----- Input for this task
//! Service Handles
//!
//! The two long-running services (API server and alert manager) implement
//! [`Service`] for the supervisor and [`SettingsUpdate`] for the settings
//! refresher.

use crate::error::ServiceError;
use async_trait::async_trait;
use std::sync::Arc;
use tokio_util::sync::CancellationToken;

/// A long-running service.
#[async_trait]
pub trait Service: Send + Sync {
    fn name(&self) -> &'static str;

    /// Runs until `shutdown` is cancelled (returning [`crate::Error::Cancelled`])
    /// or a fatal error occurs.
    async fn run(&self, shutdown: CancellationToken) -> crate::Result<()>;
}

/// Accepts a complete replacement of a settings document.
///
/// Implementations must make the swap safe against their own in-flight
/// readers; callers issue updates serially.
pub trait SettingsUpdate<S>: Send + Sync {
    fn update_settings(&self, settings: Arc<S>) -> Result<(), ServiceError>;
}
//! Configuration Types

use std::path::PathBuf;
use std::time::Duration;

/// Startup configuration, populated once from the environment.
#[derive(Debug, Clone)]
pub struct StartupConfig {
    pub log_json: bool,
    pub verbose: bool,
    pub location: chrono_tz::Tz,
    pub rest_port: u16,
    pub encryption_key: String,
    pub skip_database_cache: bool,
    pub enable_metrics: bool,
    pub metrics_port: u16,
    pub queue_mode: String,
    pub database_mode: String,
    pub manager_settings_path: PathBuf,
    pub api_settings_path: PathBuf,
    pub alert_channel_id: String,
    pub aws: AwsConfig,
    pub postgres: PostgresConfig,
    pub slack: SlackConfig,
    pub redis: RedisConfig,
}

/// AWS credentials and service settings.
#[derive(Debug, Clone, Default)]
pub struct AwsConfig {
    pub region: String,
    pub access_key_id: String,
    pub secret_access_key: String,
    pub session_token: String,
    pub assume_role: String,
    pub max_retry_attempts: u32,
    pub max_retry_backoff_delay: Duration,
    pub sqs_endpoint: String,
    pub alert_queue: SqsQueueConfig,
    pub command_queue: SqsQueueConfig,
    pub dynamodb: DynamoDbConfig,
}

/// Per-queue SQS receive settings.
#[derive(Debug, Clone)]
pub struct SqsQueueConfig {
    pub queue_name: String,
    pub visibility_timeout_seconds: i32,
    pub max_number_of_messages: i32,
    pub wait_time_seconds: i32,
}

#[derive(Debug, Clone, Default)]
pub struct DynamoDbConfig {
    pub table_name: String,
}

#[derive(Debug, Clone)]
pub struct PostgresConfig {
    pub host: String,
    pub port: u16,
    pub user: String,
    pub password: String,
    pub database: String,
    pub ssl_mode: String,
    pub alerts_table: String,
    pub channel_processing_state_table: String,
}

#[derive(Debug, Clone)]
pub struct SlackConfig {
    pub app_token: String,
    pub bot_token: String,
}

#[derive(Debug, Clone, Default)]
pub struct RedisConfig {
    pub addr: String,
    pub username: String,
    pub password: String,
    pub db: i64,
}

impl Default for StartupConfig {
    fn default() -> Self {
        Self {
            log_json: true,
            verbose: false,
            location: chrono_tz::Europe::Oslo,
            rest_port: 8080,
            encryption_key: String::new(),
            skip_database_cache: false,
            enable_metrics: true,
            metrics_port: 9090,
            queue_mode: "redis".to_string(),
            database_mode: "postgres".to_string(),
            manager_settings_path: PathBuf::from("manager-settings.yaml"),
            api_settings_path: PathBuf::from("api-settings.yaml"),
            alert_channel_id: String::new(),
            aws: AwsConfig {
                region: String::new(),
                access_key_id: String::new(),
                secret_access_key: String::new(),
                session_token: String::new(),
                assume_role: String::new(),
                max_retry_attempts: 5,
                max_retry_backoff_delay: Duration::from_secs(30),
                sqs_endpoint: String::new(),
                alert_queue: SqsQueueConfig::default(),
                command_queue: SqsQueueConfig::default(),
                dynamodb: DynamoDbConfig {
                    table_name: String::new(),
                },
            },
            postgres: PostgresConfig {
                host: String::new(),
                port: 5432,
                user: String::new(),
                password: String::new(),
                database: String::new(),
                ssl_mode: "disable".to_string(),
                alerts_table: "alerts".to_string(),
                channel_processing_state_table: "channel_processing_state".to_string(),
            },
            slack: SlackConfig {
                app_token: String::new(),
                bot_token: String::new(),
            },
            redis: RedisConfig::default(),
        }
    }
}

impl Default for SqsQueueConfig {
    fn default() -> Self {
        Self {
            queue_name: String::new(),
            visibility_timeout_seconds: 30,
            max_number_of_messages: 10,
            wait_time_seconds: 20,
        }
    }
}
----------
__Exercise brief__
The full set of records must be output again exactly.

__Answer to the problem__
//! Service Handles
//!
//! The two long-running services (API server and alert manager) implement
//! [`Service`] for the supervisor and [`SettingsUpdate`] for the settings
//! refresher.

use crate::error::ServiceError;
use async_trait::async_trait;
use std::sync::Arc;
use tokio_util::sync::CancellationToken;

/// A long-running service.
#[async_trait]
pub trait Service: Send + Sync {
    fn name(&self) -> &'static str;

    /// Runs until `shutdown` is cancelled (returning [`crate::Error::Cancelled`])
    /// or a fatal error occurs.
    async fn run(&self, shutdown: CancellationToken) -> crate::Result<()>;
}

/// Accepts a complete replacement of a settings document.
///
/// Implementations must make the swap safe against their own in-flight
/// readers; callers issue updates serially.
pub trait SettingsUpdate<S>: Send + Sync {
    fn update_settings(&self, settings: Arc<S>) -> Result<(), ServiceError>;
}
//! Configuration Types

use std::path::PathBuf;
use std::time::Duration;

/// Startup configuration, populated once from the environment.
#[derive(Debug, Clone)]
pub struct StartupConfig {
    pub log_json: bool,
    pub verbose: bool,
    pub location: chrono_tz::Tz,
    pub rest_port: u16,
    pub encryption_key: String,
    pub skip_database_cache: bool,
    pub enable_metrics: bool,
    pub metrics_port: u16,
    pub queue_mode: String,
    pub database_mode: String,
    pub manager_settings_path: PathBuf,
    pub api_settings_path: PathBuf,
    pub alert_channel_id: String,
    pub aws: AwsConfig,
    pub postgres: PostgresConfig,
    pub slack: SlackConfig,
    pub redis: RedisConfig,
}

/// AWS credentials and service settings.
#[derive(Debug, Clone, Default)]
pub struct AwsConfig {
    pub region: String,
    pub access_key_id: String,
    pub secret_access_key: String,
    pub session_token: String,
    pub assume_role: String,
    pub max_retry_attempts: u32,
    pub max_retry_backoff_delay: Duration,
    pub sqs_endpoint: String,
    pub alert_queue: SqsQueueConfig,
    pub command_queue: SqsQueueConfig,
    pub dynamodb: DynamoDbConfig,
}

/// Per-queue SQS receive settings.
#[derive(Debug, Clone)]
pub struct SqsQueueConfig {
    pub queue_name: String,
    pub visibility_timeout_seconds: i32,
    pub max_number_of_messages: i32,
    pub wait_time_seconds: i32,
}

#[derive(Debug, Clone, Default)]
pub struct DynamoDbConfig {
    pub table_name: String,
}

#[derive(Debug, Clone)]
pub struct PostgresConfig {
    pub host: String,
    pub port: u16,
    pub user: String,
    pub password: String,
    pub database: String,
    pub ssl_mode: String,
    pub alerts_table: String,
    pub channel_processing_state_table: String,
}

#[derive(Debug, Clone)]
pub struct SlackConfig {
    pub app_token: String,
    pub bot_token: String,
}

#[derive(Debug, Clone, Default)]
pub struct RedisConfig {
    pub addr: String,
    pub username: String,
    pub password: String,
    pub db: i64,
}

impl Default for StartupConfig {
    fn default() -> Self {
        Self {
            log_json: true,
            verbose: false,
            location: chrono_tz::Europe::Oslo,
            rest_port: 8080,
            encryption_key: String::new(),
            skip_database_cache: false,
            enable_metrics: true,
            metrics_port: 9090,
            queue_mode: "redis".to_string(),
            database_mode: "postgres".to_string(),
            manager_settings_path: PathBuf::from("manager-settings.yaml"),
            api_settings_path: PathBuf::from("api-settings.yaml"),
            alert_channel_id: String::new(),
            aws: AwsConfig {
                region: String::new(),
                access_key_id: String::new(),
                secret_access_key: String::new(),
                session_token: String::new(),
                assume_role: String::new(),
                max_retry_attempts: 5,
                max_retry_backoff_delay: Duration::from_secs(30),
                sqs_endpoint: String::new(),
                alert_queue: SqsQueueConfig::default(),
                command_queue: SqsQueueConfig::default(),
                dynamodb: DynamoDbConfig {
                    table_name: String::new(),
                },
            },
            postgres: PostgresConfig {
                host: String::new(),
                port: 5432,
                user: String::new(),
                password: String::new(),
                database: String::new(),
                ssl_mode: "disable".to_string(),
                alerts_table: "alerts".to_string(),
                channel_processing_state_table: "channel_processing_state".to_string(),
            },
            slack: SlackConfig {
                app_token: String::new(),
                bot_token: String::new(),
            },
            redis: RedisConfig::default(),
        }
    }
}

impl Default for SqsQueueConfig {
    fn default() -> Self {
        Self {
            queue_name: String::new(),
            visibility_timeout_seconds: 30,
            max_number_of_messages: 10,
            wait_time_seconds: 20,
        }
    }
}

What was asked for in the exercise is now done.